• Instructions to follow
Copy every line of the following data that includes the string "denied".

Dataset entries
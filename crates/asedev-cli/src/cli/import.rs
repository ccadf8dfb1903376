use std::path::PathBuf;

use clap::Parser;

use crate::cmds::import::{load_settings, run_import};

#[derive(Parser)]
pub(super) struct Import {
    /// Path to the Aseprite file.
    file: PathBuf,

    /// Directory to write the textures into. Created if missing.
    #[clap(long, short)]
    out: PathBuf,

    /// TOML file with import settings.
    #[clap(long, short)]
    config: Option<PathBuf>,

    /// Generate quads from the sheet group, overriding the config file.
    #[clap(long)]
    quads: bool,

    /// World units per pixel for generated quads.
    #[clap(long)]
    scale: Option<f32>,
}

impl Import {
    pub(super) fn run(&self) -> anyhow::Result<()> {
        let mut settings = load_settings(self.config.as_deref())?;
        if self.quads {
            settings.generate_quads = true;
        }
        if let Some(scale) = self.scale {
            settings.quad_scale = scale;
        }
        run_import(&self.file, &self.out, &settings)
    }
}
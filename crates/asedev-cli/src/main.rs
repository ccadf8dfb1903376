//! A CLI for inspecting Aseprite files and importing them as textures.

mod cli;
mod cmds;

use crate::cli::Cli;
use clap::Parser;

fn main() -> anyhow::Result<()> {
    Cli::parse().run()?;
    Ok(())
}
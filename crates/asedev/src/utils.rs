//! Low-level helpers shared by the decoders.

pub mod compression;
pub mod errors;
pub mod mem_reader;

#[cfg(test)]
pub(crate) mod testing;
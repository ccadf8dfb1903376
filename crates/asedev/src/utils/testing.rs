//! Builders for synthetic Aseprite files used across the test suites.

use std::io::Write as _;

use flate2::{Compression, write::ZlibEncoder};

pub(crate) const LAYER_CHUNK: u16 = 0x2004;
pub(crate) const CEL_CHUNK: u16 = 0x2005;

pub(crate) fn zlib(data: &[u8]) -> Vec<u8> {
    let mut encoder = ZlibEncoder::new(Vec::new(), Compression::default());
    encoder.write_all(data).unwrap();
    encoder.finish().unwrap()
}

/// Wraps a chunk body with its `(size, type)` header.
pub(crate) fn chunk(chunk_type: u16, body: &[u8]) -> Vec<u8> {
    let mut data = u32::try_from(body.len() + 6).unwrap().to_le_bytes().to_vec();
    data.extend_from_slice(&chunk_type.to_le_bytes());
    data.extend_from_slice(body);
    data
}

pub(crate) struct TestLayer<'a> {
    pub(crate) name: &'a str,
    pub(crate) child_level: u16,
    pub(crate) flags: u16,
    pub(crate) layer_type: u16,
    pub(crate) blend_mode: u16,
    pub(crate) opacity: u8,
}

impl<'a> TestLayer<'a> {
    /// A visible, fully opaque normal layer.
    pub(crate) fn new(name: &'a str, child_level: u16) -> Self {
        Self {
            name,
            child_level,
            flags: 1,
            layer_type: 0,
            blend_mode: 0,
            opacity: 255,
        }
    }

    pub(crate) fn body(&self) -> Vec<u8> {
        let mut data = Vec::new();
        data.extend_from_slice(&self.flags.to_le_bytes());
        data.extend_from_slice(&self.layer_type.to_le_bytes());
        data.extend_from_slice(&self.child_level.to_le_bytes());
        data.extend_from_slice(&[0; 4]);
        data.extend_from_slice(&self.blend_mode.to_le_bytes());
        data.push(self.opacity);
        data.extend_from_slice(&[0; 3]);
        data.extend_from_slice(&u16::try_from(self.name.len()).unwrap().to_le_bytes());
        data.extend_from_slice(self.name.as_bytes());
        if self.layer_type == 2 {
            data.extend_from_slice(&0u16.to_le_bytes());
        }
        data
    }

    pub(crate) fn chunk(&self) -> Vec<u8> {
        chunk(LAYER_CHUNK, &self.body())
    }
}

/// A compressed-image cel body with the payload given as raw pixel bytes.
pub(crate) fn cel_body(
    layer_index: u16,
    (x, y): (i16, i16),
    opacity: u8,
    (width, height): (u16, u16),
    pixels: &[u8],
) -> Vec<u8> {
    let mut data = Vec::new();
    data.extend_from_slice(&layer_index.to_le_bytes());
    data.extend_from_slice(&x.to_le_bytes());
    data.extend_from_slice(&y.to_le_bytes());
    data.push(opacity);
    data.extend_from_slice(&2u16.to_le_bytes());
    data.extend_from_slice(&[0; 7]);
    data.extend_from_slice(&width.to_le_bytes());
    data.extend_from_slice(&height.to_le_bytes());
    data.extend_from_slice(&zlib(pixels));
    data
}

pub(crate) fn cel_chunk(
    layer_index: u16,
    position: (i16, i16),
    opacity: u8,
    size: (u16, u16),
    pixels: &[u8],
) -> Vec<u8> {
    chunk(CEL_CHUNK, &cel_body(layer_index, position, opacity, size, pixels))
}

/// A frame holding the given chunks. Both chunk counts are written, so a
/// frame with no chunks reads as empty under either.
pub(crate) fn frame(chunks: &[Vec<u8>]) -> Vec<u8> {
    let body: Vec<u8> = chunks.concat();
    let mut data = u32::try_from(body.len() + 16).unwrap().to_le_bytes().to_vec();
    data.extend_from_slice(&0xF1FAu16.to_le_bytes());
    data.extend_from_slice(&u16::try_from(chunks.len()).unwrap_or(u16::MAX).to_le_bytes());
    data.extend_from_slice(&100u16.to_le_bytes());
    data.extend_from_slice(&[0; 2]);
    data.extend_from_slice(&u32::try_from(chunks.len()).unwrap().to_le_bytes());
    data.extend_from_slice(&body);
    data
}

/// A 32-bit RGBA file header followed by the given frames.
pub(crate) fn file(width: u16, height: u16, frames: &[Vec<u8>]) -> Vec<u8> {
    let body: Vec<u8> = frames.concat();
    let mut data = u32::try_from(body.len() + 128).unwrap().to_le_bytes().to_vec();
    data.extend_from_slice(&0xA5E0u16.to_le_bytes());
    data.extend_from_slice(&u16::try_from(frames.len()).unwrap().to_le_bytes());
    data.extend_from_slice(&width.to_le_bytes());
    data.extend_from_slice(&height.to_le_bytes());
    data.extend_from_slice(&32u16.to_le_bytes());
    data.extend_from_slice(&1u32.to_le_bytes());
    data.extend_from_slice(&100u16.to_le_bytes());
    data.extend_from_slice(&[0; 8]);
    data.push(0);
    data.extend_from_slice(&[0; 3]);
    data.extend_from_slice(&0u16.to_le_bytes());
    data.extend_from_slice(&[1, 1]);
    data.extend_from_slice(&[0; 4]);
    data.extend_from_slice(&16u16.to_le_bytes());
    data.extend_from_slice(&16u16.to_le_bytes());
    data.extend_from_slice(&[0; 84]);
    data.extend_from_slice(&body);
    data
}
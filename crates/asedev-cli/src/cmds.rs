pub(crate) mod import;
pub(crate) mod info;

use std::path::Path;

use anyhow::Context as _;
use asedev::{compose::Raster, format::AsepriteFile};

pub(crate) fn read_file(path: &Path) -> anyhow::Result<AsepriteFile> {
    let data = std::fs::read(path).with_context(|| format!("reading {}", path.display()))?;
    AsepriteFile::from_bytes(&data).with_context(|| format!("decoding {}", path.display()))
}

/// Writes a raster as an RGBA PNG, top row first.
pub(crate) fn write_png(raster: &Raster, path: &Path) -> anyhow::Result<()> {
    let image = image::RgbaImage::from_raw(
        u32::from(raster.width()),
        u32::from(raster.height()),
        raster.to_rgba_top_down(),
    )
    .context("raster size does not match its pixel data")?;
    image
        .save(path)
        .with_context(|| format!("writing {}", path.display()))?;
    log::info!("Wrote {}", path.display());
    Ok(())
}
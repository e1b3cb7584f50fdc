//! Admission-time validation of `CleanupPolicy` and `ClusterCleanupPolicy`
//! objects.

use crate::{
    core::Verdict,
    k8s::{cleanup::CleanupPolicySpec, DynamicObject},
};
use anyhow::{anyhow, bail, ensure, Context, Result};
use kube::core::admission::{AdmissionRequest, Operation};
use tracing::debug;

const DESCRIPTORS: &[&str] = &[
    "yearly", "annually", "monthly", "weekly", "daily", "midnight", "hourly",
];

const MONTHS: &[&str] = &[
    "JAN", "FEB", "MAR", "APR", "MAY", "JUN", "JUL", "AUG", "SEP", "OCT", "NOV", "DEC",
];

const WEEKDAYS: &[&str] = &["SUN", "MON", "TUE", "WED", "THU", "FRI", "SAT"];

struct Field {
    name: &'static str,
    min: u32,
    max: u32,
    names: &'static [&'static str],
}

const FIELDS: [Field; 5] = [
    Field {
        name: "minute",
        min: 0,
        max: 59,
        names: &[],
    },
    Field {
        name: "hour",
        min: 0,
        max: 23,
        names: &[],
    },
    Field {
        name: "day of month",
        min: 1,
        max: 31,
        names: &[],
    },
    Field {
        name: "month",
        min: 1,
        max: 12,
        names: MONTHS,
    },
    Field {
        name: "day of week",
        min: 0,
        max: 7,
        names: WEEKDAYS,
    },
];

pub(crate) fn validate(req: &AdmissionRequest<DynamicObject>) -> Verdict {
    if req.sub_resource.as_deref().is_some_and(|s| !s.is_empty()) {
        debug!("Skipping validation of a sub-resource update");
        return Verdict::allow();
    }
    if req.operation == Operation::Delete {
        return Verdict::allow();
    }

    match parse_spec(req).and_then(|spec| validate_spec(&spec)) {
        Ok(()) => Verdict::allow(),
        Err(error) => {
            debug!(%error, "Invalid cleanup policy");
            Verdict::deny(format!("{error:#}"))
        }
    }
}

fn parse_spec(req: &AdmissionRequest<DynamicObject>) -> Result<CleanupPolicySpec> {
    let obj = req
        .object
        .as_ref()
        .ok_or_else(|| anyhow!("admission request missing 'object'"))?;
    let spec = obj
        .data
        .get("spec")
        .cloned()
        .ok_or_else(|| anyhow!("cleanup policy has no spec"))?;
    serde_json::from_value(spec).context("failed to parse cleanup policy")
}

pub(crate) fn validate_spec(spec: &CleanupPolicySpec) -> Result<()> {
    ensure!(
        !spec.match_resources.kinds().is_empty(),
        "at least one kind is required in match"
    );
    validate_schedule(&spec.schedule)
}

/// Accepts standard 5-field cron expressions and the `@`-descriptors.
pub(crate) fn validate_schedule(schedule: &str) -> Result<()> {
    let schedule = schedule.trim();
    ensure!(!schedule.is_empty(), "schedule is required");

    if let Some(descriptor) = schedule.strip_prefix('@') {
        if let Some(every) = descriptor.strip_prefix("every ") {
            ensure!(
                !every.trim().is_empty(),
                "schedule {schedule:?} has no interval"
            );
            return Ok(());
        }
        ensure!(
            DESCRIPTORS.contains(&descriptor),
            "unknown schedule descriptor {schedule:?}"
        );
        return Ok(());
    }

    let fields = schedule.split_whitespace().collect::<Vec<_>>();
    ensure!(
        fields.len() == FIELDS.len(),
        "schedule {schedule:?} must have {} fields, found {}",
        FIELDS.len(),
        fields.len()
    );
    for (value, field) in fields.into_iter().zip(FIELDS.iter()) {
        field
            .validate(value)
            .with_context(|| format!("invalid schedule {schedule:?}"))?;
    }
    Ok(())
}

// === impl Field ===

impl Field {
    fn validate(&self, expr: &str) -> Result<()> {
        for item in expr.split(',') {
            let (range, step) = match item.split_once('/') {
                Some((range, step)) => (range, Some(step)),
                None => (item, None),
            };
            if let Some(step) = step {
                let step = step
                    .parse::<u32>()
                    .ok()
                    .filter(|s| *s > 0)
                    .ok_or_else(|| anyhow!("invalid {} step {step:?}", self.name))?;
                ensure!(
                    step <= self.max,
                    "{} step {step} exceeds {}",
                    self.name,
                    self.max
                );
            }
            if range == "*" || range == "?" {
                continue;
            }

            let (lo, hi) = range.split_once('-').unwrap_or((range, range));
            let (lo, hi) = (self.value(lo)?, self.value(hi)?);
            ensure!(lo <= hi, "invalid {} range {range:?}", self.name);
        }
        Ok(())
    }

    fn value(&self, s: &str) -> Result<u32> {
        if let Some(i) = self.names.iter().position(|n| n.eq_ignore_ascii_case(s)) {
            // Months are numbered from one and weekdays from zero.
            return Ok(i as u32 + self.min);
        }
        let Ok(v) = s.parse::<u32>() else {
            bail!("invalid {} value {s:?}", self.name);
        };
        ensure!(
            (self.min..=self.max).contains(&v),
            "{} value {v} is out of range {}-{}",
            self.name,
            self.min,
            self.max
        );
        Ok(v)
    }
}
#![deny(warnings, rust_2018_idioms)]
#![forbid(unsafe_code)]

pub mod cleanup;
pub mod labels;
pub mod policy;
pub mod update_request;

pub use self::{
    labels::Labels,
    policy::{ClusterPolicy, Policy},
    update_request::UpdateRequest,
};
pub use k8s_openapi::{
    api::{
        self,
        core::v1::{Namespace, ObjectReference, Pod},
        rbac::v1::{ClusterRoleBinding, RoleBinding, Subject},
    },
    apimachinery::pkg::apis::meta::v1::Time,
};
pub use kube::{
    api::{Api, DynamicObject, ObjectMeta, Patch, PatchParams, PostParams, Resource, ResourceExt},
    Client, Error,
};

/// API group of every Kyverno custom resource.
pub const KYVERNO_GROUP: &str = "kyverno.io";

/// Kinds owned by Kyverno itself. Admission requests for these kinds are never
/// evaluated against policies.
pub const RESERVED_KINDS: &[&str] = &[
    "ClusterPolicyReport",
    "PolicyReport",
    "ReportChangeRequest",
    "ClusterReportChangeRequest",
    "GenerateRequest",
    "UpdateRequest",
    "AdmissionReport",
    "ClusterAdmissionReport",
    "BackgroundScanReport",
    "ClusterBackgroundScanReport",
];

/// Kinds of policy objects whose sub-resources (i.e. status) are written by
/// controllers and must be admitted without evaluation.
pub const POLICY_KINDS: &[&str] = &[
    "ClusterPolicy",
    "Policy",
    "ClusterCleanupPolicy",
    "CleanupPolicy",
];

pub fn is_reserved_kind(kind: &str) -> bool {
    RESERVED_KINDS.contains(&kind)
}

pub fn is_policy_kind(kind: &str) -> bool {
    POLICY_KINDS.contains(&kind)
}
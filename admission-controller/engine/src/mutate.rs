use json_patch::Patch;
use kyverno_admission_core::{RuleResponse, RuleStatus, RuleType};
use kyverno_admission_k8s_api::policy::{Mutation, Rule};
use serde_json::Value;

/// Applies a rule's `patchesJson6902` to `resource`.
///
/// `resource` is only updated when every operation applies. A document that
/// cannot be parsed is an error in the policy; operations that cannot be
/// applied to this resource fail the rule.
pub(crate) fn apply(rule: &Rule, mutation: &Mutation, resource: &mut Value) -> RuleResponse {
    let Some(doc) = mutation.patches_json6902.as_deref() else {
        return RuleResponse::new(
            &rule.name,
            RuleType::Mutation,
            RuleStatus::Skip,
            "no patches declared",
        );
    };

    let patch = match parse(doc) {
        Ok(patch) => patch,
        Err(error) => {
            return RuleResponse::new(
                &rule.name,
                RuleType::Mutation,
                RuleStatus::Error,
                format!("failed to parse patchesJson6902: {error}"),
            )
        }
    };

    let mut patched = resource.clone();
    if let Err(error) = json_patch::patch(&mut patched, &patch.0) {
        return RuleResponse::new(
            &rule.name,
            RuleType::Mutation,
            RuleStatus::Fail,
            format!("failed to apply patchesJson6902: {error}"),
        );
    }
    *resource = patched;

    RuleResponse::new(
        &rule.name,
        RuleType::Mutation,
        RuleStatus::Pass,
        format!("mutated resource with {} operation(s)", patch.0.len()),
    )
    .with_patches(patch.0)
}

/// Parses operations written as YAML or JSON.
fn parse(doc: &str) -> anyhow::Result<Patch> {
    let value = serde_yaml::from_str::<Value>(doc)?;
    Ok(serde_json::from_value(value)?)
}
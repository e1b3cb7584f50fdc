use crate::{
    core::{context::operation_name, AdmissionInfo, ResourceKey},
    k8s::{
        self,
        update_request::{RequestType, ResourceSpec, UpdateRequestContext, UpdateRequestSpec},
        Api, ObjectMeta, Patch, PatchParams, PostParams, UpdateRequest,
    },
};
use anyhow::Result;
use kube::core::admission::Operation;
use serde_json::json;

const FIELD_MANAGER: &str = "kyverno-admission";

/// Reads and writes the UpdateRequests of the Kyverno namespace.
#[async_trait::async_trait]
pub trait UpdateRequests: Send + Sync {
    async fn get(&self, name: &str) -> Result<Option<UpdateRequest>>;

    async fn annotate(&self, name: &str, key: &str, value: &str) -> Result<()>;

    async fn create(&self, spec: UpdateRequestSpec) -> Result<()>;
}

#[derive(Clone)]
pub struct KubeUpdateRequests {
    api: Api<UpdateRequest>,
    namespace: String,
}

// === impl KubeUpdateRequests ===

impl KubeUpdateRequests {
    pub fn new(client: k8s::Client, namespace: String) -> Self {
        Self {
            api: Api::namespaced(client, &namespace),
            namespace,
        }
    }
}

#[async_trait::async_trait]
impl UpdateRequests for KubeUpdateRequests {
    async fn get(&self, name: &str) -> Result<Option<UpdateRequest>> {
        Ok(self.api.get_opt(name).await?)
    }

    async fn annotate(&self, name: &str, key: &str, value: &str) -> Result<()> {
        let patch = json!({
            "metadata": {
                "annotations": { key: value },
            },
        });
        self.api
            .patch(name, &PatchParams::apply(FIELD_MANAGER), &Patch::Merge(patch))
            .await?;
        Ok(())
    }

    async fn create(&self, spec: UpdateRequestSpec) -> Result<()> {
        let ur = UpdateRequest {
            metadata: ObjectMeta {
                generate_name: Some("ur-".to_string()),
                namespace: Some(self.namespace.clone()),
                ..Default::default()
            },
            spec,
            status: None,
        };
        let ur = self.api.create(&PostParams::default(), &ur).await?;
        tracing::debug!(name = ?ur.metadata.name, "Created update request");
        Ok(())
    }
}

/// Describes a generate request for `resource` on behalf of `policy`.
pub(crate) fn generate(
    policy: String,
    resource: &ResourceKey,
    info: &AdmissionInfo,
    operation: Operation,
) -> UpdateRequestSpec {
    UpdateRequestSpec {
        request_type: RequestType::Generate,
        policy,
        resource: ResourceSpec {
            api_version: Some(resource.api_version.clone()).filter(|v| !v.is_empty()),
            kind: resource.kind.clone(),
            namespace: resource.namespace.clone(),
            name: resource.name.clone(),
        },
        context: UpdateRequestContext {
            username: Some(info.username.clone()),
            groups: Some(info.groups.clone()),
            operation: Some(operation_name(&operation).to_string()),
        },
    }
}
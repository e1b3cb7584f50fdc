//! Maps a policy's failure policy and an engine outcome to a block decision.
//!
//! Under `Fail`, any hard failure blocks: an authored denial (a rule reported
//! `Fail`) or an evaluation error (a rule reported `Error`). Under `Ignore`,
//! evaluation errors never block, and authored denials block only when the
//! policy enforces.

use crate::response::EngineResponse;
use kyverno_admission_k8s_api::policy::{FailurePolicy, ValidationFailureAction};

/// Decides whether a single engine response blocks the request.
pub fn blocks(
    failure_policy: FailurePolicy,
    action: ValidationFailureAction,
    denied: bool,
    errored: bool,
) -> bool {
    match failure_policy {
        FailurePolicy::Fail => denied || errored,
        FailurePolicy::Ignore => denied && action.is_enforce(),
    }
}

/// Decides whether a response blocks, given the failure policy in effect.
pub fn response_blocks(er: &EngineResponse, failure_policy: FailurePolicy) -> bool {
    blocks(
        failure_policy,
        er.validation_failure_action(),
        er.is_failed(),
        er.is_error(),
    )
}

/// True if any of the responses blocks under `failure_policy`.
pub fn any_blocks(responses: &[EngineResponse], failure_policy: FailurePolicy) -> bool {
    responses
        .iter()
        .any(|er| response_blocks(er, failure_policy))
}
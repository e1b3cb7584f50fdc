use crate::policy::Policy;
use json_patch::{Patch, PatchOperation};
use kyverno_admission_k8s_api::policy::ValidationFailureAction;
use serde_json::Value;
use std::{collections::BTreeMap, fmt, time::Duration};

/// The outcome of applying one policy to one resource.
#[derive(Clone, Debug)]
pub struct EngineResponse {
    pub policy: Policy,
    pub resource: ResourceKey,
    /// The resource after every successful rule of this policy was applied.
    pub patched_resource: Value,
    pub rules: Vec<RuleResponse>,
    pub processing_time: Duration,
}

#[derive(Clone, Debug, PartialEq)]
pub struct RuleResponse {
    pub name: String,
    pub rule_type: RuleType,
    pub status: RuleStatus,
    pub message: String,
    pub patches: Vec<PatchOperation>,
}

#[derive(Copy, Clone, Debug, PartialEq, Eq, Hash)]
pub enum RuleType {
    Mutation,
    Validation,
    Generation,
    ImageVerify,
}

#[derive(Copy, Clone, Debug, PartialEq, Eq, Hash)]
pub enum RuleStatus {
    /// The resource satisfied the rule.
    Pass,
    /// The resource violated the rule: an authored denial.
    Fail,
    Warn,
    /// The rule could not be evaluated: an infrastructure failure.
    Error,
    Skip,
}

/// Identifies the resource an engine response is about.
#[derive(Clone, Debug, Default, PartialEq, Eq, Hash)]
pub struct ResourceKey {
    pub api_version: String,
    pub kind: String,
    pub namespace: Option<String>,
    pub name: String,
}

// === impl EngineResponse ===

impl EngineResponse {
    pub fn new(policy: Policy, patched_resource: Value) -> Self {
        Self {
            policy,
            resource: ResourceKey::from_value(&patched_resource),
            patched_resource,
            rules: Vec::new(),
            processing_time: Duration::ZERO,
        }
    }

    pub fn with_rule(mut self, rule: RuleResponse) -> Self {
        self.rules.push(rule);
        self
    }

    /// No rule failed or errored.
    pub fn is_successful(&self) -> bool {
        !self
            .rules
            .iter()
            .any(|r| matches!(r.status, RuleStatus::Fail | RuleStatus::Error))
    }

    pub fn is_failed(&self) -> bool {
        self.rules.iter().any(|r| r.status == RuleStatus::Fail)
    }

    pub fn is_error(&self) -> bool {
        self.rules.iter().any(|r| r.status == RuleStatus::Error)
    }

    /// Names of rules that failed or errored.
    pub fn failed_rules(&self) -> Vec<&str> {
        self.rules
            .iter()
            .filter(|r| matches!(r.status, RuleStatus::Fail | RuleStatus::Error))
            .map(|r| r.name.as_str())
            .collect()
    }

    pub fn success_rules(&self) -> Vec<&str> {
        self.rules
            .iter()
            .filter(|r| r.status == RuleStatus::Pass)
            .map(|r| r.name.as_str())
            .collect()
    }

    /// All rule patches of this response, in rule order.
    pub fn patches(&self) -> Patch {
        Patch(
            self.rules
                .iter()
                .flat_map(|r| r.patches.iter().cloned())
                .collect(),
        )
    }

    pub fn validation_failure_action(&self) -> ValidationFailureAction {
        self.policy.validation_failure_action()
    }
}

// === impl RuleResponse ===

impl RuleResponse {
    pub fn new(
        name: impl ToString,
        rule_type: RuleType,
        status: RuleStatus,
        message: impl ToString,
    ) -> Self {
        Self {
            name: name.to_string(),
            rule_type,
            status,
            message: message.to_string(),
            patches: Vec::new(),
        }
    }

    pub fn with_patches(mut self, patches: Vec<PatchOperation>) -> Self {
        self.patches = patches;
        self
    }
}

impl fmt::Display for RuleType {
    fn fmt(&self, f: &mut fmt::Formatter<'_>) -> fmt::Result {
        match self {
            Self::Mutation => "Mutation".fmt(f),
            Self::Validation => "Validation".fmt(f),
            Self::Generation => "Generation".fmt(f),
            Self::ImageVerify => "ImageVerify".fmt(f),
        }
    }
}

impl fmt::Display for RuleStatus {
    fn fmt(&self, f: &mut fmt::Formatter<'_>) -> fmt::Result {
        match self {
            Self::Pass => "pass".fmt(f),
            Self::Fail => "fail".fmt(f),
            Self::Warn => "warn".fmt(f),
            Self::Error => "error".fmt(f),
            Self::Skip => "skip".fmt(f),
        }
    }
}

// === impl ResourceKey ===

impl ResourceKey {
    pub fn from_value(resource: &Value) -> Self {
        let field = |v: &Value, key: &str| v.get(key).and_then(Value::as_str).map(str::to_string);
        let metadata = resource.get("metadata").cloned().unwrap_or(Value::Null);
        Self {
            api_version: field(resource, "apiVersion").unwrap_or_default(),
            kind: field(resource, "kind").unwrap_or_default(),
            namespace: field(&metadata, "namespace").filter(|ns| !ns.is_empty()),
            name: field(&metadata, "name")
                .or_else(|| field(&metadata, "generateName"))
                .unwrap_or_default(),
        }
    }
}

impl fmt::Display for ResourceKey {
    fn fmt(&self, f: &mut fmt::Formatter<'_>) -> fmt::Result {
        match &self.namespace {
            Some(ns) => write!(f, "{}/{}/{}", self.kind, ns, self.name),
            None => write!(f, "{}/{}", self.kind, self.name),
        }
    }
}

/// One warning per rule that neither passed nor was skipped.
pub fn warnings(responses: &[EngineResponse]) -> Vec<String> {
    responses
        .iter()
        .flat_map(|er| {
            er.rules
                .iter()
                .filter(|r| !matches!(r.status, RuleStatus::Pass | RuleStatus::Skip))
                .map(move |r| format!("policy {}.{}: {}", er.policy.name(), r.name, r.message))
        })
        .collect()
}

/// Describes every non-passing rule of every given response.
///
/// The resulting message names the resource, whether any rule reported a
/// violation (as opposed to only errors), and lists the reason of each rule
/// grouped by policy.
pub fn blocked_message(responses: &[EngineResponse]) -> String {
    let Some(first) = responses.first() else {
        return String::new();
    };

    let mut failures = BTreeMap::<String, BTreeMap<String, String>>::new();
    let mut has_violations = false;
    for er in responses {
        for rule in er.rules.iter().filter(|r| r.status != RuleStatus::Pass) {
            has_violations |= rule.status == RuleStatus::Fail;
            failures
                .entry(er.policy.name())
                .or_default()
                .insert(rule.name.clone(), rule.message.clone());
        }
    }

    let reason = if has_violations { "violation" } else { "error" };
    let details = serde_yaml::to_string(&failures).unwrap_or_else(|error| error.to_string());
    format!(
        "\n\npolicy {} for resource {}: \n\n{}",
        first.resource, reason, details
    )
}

• Output of the task
    denied: bool,
        FailurePolicy::Fail => denied || errored,
        FailurePolicy::Ignore => denied && action.is_enforce(),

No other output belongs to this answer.